Tuesday, February 20, 2018

Data vs. Emotion?

Tuesday, February 20, 2018 – Perhaps the most important lesson investors can draw from history is that the stock market behaves in unpredictable ways. The fickle nature of human emotion often leads the market to swing in irrational and inconsistent ways and makes tying to predict the short-term movements an exercise in futility. As the vicissitudes of the past two weeks have demonstrated, this should lesson should never be lost on investors.

The last two weeks shared a similar backdrop. Robust corporate earnings and synchronized global economic growth were counterbalanced by signs of faster inflation and tightening monetary conditions. During the prior week, the Dow and the S&P 500 suffered their worst week in over two years and plunged into correction territory, after the US monthly jobs report showed inflation was gathering momentum. The specter of inflationary pressure and faster than anticipated Fed interest rate hikes sent shock waves through the market and helped unleash heavy volatility.

New data this past week lent further credence to the notion that inflation is accelerating, with a greater than expected rise in consumer prices in January and an uptick in producer prices. Yet, despite the persistence of higher inflation signals that had just sent the major indexes into a correction, the S&P 500 and NASDAQ enjoyed their best week since 2013 and 2011 respectively, with 4.3% and 5.3% gains, while the DJIA rose its most in two years with a 4.3% advance. In contrast to the previous weeks, jitters about the threat of rising inflation gave way to the benign picture of strong global economic growth and healthy corporate earnings. Taken together, the divergent movements of the past two weeks underscore the unpredictable nature of the markets and the importance of remaining disciplined in the midst of short-term volatility.

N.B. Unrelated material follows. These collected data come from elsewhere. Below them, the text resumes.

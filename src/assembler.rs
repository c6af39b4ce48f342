//! # 6502 Assembler
//!
//! Two-pass-equivalent symbolic assembler: one forward walk over the
//! source with back-patching of forward references, producing a
//! [`Program`] — sparse binary image plus symbol, alias and relocation
//! tables.
//!
//! ```
//! use emu6502::assembler::compile_str;
//!
//! let program = compile_str(
//!     ".org $2000\n\
//!      start:\n\
//!      LDA #$00\n\
//!      BNE start\n",
//! )
//! .unwrap();
//!
//! assert_eq!(program.sparse_binary_code.get(0x2000), Some(0xA9));
//! assert_eq!(program.symbol_offset("start"), Some(0x2000));
//! ```

pub mod argument;
pub mod context;
pub mod tokenizer;

pub use argument::{ArgumentError, ArgumentValue, InstructionArgument, ModeSelectError};
pub use context::CompilationContext;
pub use tokenizer::{LexError, LineTokenizer, NumericLiteral, Token};

use thiserror::Error;

use crate::opcodes::Mnemonic;
use crate::program::{OverwriteError, Program};

/// An assembler failure, attributed to the 1-indexed source line that
/// caused it.
#[derive(Debug, Clone, PartialEq, Eq, Error)]
#[error("line {line}: {kind}")]
pub struct AssemblerError {
    pub line: usize,
    pub kind: AsmErrorKind,
}

/// What went wrong on a line.
#[derive(Debug, Clone, PartialEq, Eq, Error)]
pub enum AsmErrorKind {
    #[error(transparent)]
    Lex(#[from] LexError),

    #[error(transparent)]
    Argument(#[from] ArgumentError),

    #[error("unknown mnemonic '{0}'")]
    UnknownMnemonic(String),

    #[error("unknown directive '{0}'")]
    UnknownDirective(String),

    #[error("unknown segment '{0}'")]
    UnknownSegment(String),

    #[error("{mnemonic} does not accept this addressing form")]
    NoMatchingMode { mnemonic: Mnemonic },

    #[error("ambiguous addressing form for {mnemonic}")]
    AmbiguousMode { mnemonic: Mnemonic },

    #[error("symbol '{0}' is already defined")]
    SymbolRedefined(String),

    #[error("alias '{0}' is already defined")]
    AliasRedefined(String),

    #[error("undefined symbol '{0}'")]
    UndefinedSymbol(String),

    #[error("undefined alias '{0}'")]
    UndefinedAlias(String),

    #[error("branch from {from:#06x} to {target:#06x} is out of range")]
    BranchOutOfRange { from: u16, target: u16 },

    #[error("zero-page operand {target:#06x} has a non-zero high byte")]
    ZeroPageOutOfRange { target: u16 },

    #[error("value {value:#06x} does not fit in one byte")]
    ValueTooWide { value: u16 },

    #[error(transparent)]
    Emit(#[from] OverwriteError),

    #[error("expected {0}")]
    Expected(&'static str),
}

/// Assemble a complete source text into a [`Program`].
///
/// Lines are independent; the first error aborts compilation. After the
/// last line, any symbol that was referenced but never defined is an
/// error.
pub fn compile_str(source: &str) -> Result<Program, AssemblerError> {
    let mut context = CompilationContext::new();
    for (index, line) in source.lines().enumerate() {
        context.process_line(line, index + 1)?;
    }
    context.finish()
}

ETFG Quant Ratings - Currently, the highest rated funds according to our Quant reward model are those expected to benefit from rising yields, lower corporate taxes, and a continuation of strong global economic growth. As of now, the First Trust Chindia ETF (FNI) is our highest rated fund, followed by other cyclical and growth oriented funds, like Direxion NASDAQ-100 Equal Weighted Index Shares (QQQE), SPDR Portfolio S&P 500 Growth ETF (SPYG), First Trust Nasdaq Bank ETF (FTXO), iShares Edge MSCI Multifactor Industrials ETF (INDF), and Fidelity Dividend ETF for Rising Rates (FDRR).